The earthquake severely damaged an area of 27 square kilometers and destroyed 13 square kilometers in the city centre. The majority of the buildings in the central business district sustained significant structural damage including a 17-story building, one 15-story building, approximately 5 buildings in the 7 to 9 story range and well over 25 buildings in the 3 to 6 story range. Much of the damage arose from seismic ground movement which occurred within 10-15 seconds of the main shock. The majority of the factories and smaller buildings were severely damaged. Many of the houses and small shops were over 40 years old and constructed in a taquezal architectural style construction with weak wooden beam construction with adobe or stone plaster. With the erosion resulting from their age, it rendered the buildings deficiencies. An estimated 53,000 poorly engineered homes in the city were affected.
The water and electrical power network was affected to the extent that even a week following the earthquake only 10% of the city had any working water service.
Two-thirds of Managua's 325,000 residents were displaced and faced famine and disease and dry-season winds worsened the problem with fires created by the disaster. Due to the damaging effects of the earthquake many of the emergency services in the city were operating at a seriously lower level than normal. The earthquake destroyed all the fire-fighting equipment available and fires were prevalent in some areas for several days. All four main hospitals which before the disaster had 1650 beds were unserviceable.

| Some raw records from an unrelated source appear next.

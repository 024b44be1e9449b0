use serde::{Deserialize, Serialize};
use std::fmt;

use crate::types::{width_mask, ComponentId, NetId, PinId};

/// Value seen on a pin or net. `HighZ` is a floating (undriven) line.
#[derive(Debug, Clone, Copy, PartialEq, Eq, Hash, Serialize, Deserialize)]
pub enum PinValue {
    Driven(u64),
    HighZ, // Tri-state
}

impl PinValue {
    pub const LOW: PinValue = PinValue::Driven(0);
    pub const HIGH: PinValue = PinValue::Driven(1);

    pub fn from_bool(value: bool) -> Self {
        if value {
            PinValue::HIGH
        } else {
            PinValue::LOW
        }
    }

    /// Bit 0 of a driven value; `None` when floating.
    pub fn to_bool(&self) -> Option<bool> {
        match self {
            PinValue::Driven(v) => Some(v & 1 == 1),
            PinValue::HighZ => None,
        }
    }

    pub fn is_high(&self) -> bool {
        self.to_bool() == Some(true)
    }

    pub fn is_driven(&self) -> bool {
        matches!(self, PinValue::Driven(_))
    }

    pub fn bits(&self) -> Option<u64> {
        match self {
            PinValue::Driven(v) => Some(*v),
            PinValue::HighZ => None,
        }
    }

    /// Bits of a driven value, with a floating line read as zero.
    pub fn bits_or_zero(&self) -> u64 {
        self.bits().unwrap_or(0)
    }

    pub fn masked(self, width: u8) -> Self {
        match self {
            PinValue::Driven(v) => PinValue::Driven(v & width_mask(width)),
            PinValue::HighZ => PinValue::HighZ,
        }
    }

    pub fn to_char(&self) -> char {
        match self {
            PinValue::Driven(v) if v & 1 == 1 => '1',
            PinValue::Driven(_) => '0',
            PinValue::HighZ => 'Z',
        }
    }

    /// Render a value for a line of the given width: single lines as 0/1/Z,
    /// buses as zero-padded hex.
    pub fn format_width(&self, width: u8) -> String {
        match self {
            PinValue::HighZ => "Z".repeat(if width <= 1 { 1 } else { hex_digits(width) }),
            PinValue::Driven(_) if width <= 1 => self.to_char().to_string(),
            PinValue::Driven(v) => format!("{:0digits$X}", v, digits = hex_digits(width)),
        }
    }
}

fn hex_digits(width: u8) -> usize {
    (width as usize).div_ceil(4)
}

impl Default for PinValue {
    fn default() -> Self {
        PinValue::HighZ
    }
}

impl fmt::Display for PinValue {
    fn fmt(&self, f: &mut fmt::Formatter<'_>) -> fmt::Result {
        match self {
            PinValue::Driven(v) => write!(f, "{:X}", v),
            PinValue::HighZ => write!(f, "Z"),
        }
    }
}

#[derive(Debug, Clone, Copy, PartialEq, Eq, Hash, Serialize, Deserialize)]
#[serde(rename_all = "snake_case")]
pub enum PinDirection {
    Input,
    Output,
    Bidirectional,
}

impl PinDirection {
    pub fn can_drive(&self) -> bool {
        !matches!(self, PinDirection::Input)
    }

    pub fn can_read(&self) -> bool {
        !matches!(self, PinDirection::Output)
    }
}

/// Electrical role of a line. Drives the default conflict policy of the
/// nets it creates and the compatibility rules for power rails.
#[derive(Debug, Clone, Copy, PartialEq, Eq, PartialOrd, Ord, Hash, Serialize, Deserialize)]
#[serde(rename_all = "snake_case")]
pub enum SignalClass {
    Data,
    Address,
    Control,
    Clock,
    Power,
    Ground,
    Analog,
    Wire,
}

impl SignalClass {
    pub fn is_rail(&self) -> bool {
        matches!(self, SignalClass::Power | SignalClass::Ground)
    }

    pub fn to_str(&self) -> &'static str {
        match self {
            SignalClass::Data => "data",
            SignalClass::Address => "address",
            SignalClass::Control => "control",
            SignalClass::Clock => "clock",
            SignalClass::Power => "power",
            SignalClass::Ground => "ground",
            SignalClass::Analog => "analog",
            SignalClass::Wire => "wire",
        }
    }
}

impl Default for SignalClass {
    fn default() -> Self {
        SignalClass::Wire
    }
}

/// Declaration of one pin in a component descriptor.
#[derive(Debug, Clone, PartialEq, Eq, Serialize, Deserialize)]
pub struct PinSpec {
    pub name: String,
    pub direction: PinDirection,
    #[serde(default = "default_width")]
    pub width: u8,
    #[serde(default)]
    pub class: SignalClass,
}

fn default_width() -> u8 {
    1
}

impl PinSpec {
    pub fn new(name: &str, direction: PinDirection, width: u8, class: SignalClass) -> Self {
        PinSpec {
            name: name.to_string(),
            direction,
            width,
            class,
        }
    }

    pub fn input(name: &str, width: u8, class: SignalClass) -> Self {
        Self::new(name, PinDirection::Input, width, class)
    }

    pub fn output(name: &str, width: u8, class: SignalClass) -> Self {
        Self::new(name, PinDirection::Output, width, class)
    }

    pub fn bidirectional(name: &str, width: u8, class: SignalClass) -> Self {
        Self::new(name, PinDirection::Bidirectional, width, class)
    }
}

/// A committed drive on a pin: the value and the write sequence number
/// that ordered it.
#[derive(Debug, Clone, Copy, PartialEq, Eq, Serialize, Deserialize)]
pub struct Drive {
    pub value: PinValue,
    pub seq: u64,
}

/// A registered pin in the connection system's arena.
#[derive(Debug, Clone)]
pub struct Pin {
    pub id: PinId,
    pub component: ComponentId,
    pub name: String,
    pub direction: PinDirection,
    pub width: u8,
    pub class: SignalClass,
    pub(crate) net: Option<NetId>,
    pub(crate) drive: Option<Drive>,
}

impl Pin {
    pub(crate) fn new(id: PinId, component: ComponentId, spec: &PinSpec) -> Self {
        Pin {
            id,
            component,
            name: spec.name.clone(),
            direction: spec.direction,
            width: spec.width,
            class: spec.class,
            net: None,
            drive: None,
        }
    }

    pub fn net(&self) -> Option<NetId> {
        self.net
    }

    /// The committed value this pin drives, if it is actively driving.
    pub fn driven_value(&self) -> Option<PinValue> {
        self.drive
            .map(|d| d.value)
            .filter(|value| value.is_driven())
    }

    pub fn is_driving(&self) -> bool {
        self.driven_value().is_some()
    }

    pub fn spec(&self) -> PinSpec {
        PinSpec::new(&self.name, self.direction, self.width, self.class)
    }
}

impl fmt::Display for Pin {
    fn fmt(&self, f: &mut fmt::Formatter<'_>) -> fmt::Result {
        write!(f, "{}.{}", self.component, self.name)?;
        if let Some(drive) = self.drive {
            write!(f, " [drives {}]", drive.value.format_width(self.width))?;
        }
        Ok(())
    }
}

#[cfg(test)]
mod tests {
    use super::*;

    #[test]
    fn test_pin_value_bool_conversions() {
        assert_eq!(PinValue::from_bool(true), PinValue::HIGH);
        assert_eq!(PinValue::from_bool(false), PinValue::LOW);
        assert_eq!(PinValue::HighZ.to_bool(), None);
        assert!(PinValue::Driven(3).is_high());
        assert!(!PinValue::Driven(2).is_high());
    }

    #[test]
    fn test_pin_value_formatting() {
        assert_eq!(PinValue::HIGH.format_width(1), "1");
        assert_eq!(PinValue::HighZ.format_width(1), "Z");
        assert_eq!(PinValue::Driven(0x2A).format_width(8), "2A");
        assert_eq!(PinValue::Driven(0x5).format_width(12), "005");
        assert_eq!(PinValue::HighZ.format_width(8), "ZZ");
    }

    #[test]
    fn test_masking() {
        assert_eq!(PinValue::Driven(0x1FF).masked(8), PinValue::Driven(0xFF));
        assert_eq!(PinValue::HighZ.masked(8), PinValue::HighZ);
    }

    #[test]
    fn test_direction_capabilities() {
        assert!(!PinDirection::Input.can_drive());
        assert!(PinDirection::Output.can_drive());
        assert!(PinDirection::Bidirectional.can_drive());
        assert!(PinDirection::Bidirectional.can_read());
        assert!(!PinDirection::Output.can_read());
    }

    #[test]
    fn test_pin_driving_state() {
        let spec = PinSpec::output("Q", 1, SignalClass::Data);
        let mut pin = Pin::new(PinId::new(0), ComponentId::new(0), &spec);
        assert!(!pin.is_driving());

        pin.drive = Some(Drive {
            value: PinValue::HIGH,
            seq: 1,
        });
        assert_eq!(pin.driven_value(), Some(PinValue::HIGH));

        pin.drive = Some(Drive {
            value: PinValue::HighZ,
            seq: 2,
        });
        assert!(!pin.is_driving());
    }
}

The Nicaraguan government appealed for aid, and the government accepted aid from countries like the United States and Mexico and some 25 other countries worth millions of dollars. Despite this and the magnitude of the devastation, the aid was not distributed well and the ruling Liberal-Conservative Junta was the target of criticism and was accused of stockpiling foreign aid which never reached the victims of the earthquake. It was due to these reports that the Puerto Rican baseball star Roberto Clemente chose to personally accompany the fourth of a number of relief flights he had organised. That flight crashed on December 31, 1972 killing Clemente among others.
Due to the extent of the damage, the Managua city centre was never rebuilt, but has evolved into an array of loose markets and businesses located with small parks and squares.
According to William Ratoff Robinson, deputy administrator for Latin America of the U.S. Agency for International Development, speaking in the aftermath of Hurricane Mitch in November 1998, the earthquake "destroyed the center of the entire city and forced a redesign of development in Nicaragua."